Your assignment: Reproduce each of the entries that follow, exactly.

Collection entries:
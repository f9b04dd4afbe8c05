use thiserror::Error;

pub type FilterResult<T> = Result<T, FilterError>;

/// Errors surfaced by image processors.
///
/// Parameter, index and state errors are raised before any allocation or
/// backend dispatch, so they never leave a processor partially mutated.
#[derive(Error, Debug, Clone, PartialEq)]
pub enum FilterError {
    #[error("invalid {name} {value}, must be {expected}")]
    InvalidParameter {
        name: &'static str,
        value: String,
        expected: &'static str,
    },
    #[error("output index {index} out of range for {count} output slots")]
    IndexOutOfRange { index: usize, count: usize },
    #[error("processor is not configured; call configure() first")]
    NotConfigured,
    #[error("compute backend unavailable: {0}")]
    BackendUnavailable(String),
    #[error("compute backend failure: {0}")]
    Backend(String),
}

impl FilterError {
    pub fn invalid_parameter(
        name: &'static str,
        value: impl ToString,
        expected: &'static str,
    ) -> Self {
        Self::InvalidParameter {
            name,
            value: value.to_string(),
            expected,
        }
    }

    pub fn backend(msg: impl Into<String>) -> Self {
        Self::Backend(msg.into())
    }
}

#[cfg(test)]
mod tests {
    use super::*;

    #[test]
    fn test_invalid_parameter_message_names_value() {
        let err = FilterError::invalid_parameter("radius", 30.5, "within [1.0, 25.0]");
        assert_eq!(
            err.to_string(),
            "invalid radius 30.5, must be within [1.0, 25.0]"
        );
    }

    #[test]
    fn test_index_out_of_range_message() {
        let err = FilterError::IndexOutOfRange { index: 3, count: 2 };
        assert_eq!(
            err.to_string(),
            "output index 3 out of range for 2 output slots"
        );
    }

    #[test]
    fn test_backend_prefix_is_stable() {
        assert!(FilterError::backend("map failed")
            .to_string()
            .starts_with("compute backend failure:"));
    }
}
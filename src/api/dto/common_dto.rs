//! The uniform success envelope shared by every endpoint.

use serde::Serialize;

/// Uniform success envelope.
///
/// All success responses follow this shape:
/// ```json
/// {
///   "success": true,
///   "data": ...,
///   "count": 3,
///   "message": "beacon created"
/// }
/// ```
/// `count` and `message` are omitted when not meaningful for the
/// endpoint. Failures use [`crate::error::ErrorResponse`] instead.
#[derive(Debug, Serialize)]
pub struct ApiResponse<T> {
    /// Always `true` for success bodies.
    pub success: bool,
    /// Endpoint-specific payload.
    pub data: T,
    /// Number of records in `data`, for list and bulk endpoints.
    #[serde(skip_serializing_if = "Option::is_none")]
    pub count: Option<usize>,
    /// Optional human-readable note.
    #[serde(skip_serializing_if = "Option::is_none")]
    pub message: Option<String>,
}

impl<T> ApiResponse<T> {
    /// Wraps a payload with no count or message.
    #[must_use]
    pub const fn new(data: T) -> Self {
        Self {
            success: true,
            data,
            count: None,
            message: None,
        }
    }

    /// Wraps a payload with a human-readable message.
    #[must_use]
    pub fn with_message(data: T, message: impl Into<String>) -> Self {
        Self {
            success: true,
            data,
            count: None,
            message: Some(message.into()),
        }
    }
}

impl<T> ApiResponse<Vec<T>> {
    /// Wraps a list payload, filling `count` from its length.
    #[must_use]
    pub fn list(data: Vec<T>) -> Self {
        let count = data.len();
        Self {
            success: true,
            data,
            count: Some(count),
            message: None,
        }
    }

    /// Wraps a list payload with both `count` and a message.
    #[must_use]
    pub fn list_with_message(data: Vec<T>, message: impl Into<String>) -> Self {
        let count = data.len();
        Self {
            success: true,
            data,
            count: Some(count),
            message: Some(message.into()),
        }
    }
}

#[cfg(test)]
#[allow(clippy::panic)]
mod tests {
    use super::*;

    #[test]
    fn list_envelope_carries_count() {
        let body = ApiResponse::list(vec![1, 2, 3]);
        let Ok(json) = serde_json::to_value(&body) else {
            panic!("serializable");
        };
        assert_eq!(json.get("success"), Some(&serde_json::json!(true)));
        assert_eq!(json.get("count"), Some(&serde_json::json!(3)));
        assert!(json.get("message").is_none());
    }

    #[test]
    fn plain_envelope_omits_count_and_message() {
        let body = ApiResponse::new(serde_json::json!({"a": 1}));
        let Ok(json) = serde_json::to_value(&body) else {
            panic!("serializable");
        };
        assert!(json.get("count").is_none());
        assert!(json.get("message").is_none());
    }
}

Answer section:
repository f9b04dd4afbe8c05
use thiserror::Error;

pub type FilterResult<T> = Result<T, FilterError>;

/// Errors surfaced by image processors.
///
/// Parameter, index and state errors are raised before any allocation or
/// backend dispatch, so they never leave a processor partially mutated.
#[derive(Error, Debug, Clone, PartialEq)]
pub enum FilterError {
    #[error("invalid {name} {value}, must be {expected}")]
    InvalidParameter {
        name: &'static str,
        value: String,
        expected: &'static str,
    },
    #[error("output index {index} out of range for {count} output slots")]
    IndexOutOfRange { index: usize, count: usize },
    #[error("processor is not configured; call configure() first")]
    NotConfigured,
    #[error("compute backend unavailable: {0}")]
    BackendUnavailable(String),
    #[error("compute backend failure: {0}")]
    Backend(String),
}

impl FilterError {
    pub fn invalid_parameter(
        name: &'static str,
        value: impl ToString,
        expected: &'static str,
    ) -> Self {
        Self::InvalidParameter {
            name,
            value: value.to_string(),
            expected,
        }
    }

    pub fn backend(msg: impl Into<String>) -> Self {
        Self::Backend(msg.into())
    }
}

#[cfg(test)]
mod tests {
    use super::*;

    #[test]
    fn test_invalid_parameter_message_names_value() {
        let err = FilterError::invalid_parameter("radius", 30.5, "within [1.0, 25.0]");
        assert_eq!(
            err.to_string(),
            "invalid radius 30.5, must be within [1.0, 25.0]"
        );
    }

    #[test]
    fn test_index_out_of_range_message() {
        let err = FilterError::IndexOutOfRange { index: 3, count: 2 };
        assert_eq!(
            err.to_string(),
            "output index 3 out of range for 2 output slots"
        );
    }

    #[test]
    fn test_backend_prefix_is_stable() {
        assert!(FilterError::backend("map failed")
            .to_string()
            .starts_with("compute backend failure:"));
    }
}
filename src/api/dto/common_dto.rs
//! The uniform success envelope shared by every endpoint.

use serde::Serialize;

/// Uniform success envelope.
///
/// All success responses follow this shape:
/// ```json
/// {
///   "success": true,
///   "data": ...,
///   "count": 3,
///   "message": "beacon created"
/// }
/// ```
/// `count` and `message` are omitted when not meaningful for the
/// endpoint. Failures use [`crate::error::ErrorResponse`] instead.
#[derive(Debug, Serialize)]
pub struct ApiResponse<T> {
    /// Always `true` for success bodies.
    pub success: bool,
    /// Endpoint-specific payload.
    pub data: T,
    /// Number of records in `data`, for list and bulk endpoints.
    #[serde(skip_serializing_if = "Option::is_none")]
    pub count: Option<usize>,
    /// Optional human-readable note.
    #[serde(skip_serializing_if = "Option::is_none")]
    pub message: Option<String>,
}

impl<T> ApiResponse<T> {
    /// Wraps a payload with no count or message.
    #[must_use]
    pub const fn new(data: T) -> Self {
        Self {
            success: true,
            data,
            count: None,
            message: None,
        }
    }

    /// Wraps a payload with a human-readable message.
    #[must_use]
    pub fn with_message(data: T, message: impl Into<String>) -> Self {
        Self {
            success: true,
            data,
            count: None,
            message: Some(message.into()),
        }
    }
}

impl<T> ApiResponse<Vec<T>> {
    /// Wraps a list payload, filling `count` from its length.
    #[must_use]
    pub fn list(data: Vec<T>) -> Self {
        let count = data.len();
        Self {
            success: true,
            data,
            count: Some(count),
            message: None,
        }
    }

    /// Wraps a list payload with both `count` and a message.
    #[must_use]
    pub fn list_with_message(data: Vec<T>, message: impl Into<String>) -> Self {
        let count = data.len();
        Self {
            success: true,
            data,
            count: Some(count),
            message: Some(message.into()),
        }
    }
}

#[cfg(test)]
#[allow(clippy::panic)]
mod tests {
    use super::*;

    #[test]
    fn list_envelope_carries_count() {
        let body = ApiResponse::list(vec![1, 2, 3]);
        let Ok(json) = serde_json::to_value(&body) else {
            panic!("serializable");
        };
        assert_eq!(json.get("success"), Some(&serde_json::json!(true)));
        assert_eq!(json.get("count"), Some(&serde_json::json!(3)));
        assert!(json.get("message").is_none());
    }

    #[test]
    fn plain_envelope_omits_count_and_message() {
        let body = ApiResponse::new(serde_json::json!({"a": 1}));
        let Ok(json) = serde_json::to_value(&body) else {
            panic!("serializable");
        };
        assert!(json.get("count").is_none());
        assert!(json.get("message").is_none());
    }
}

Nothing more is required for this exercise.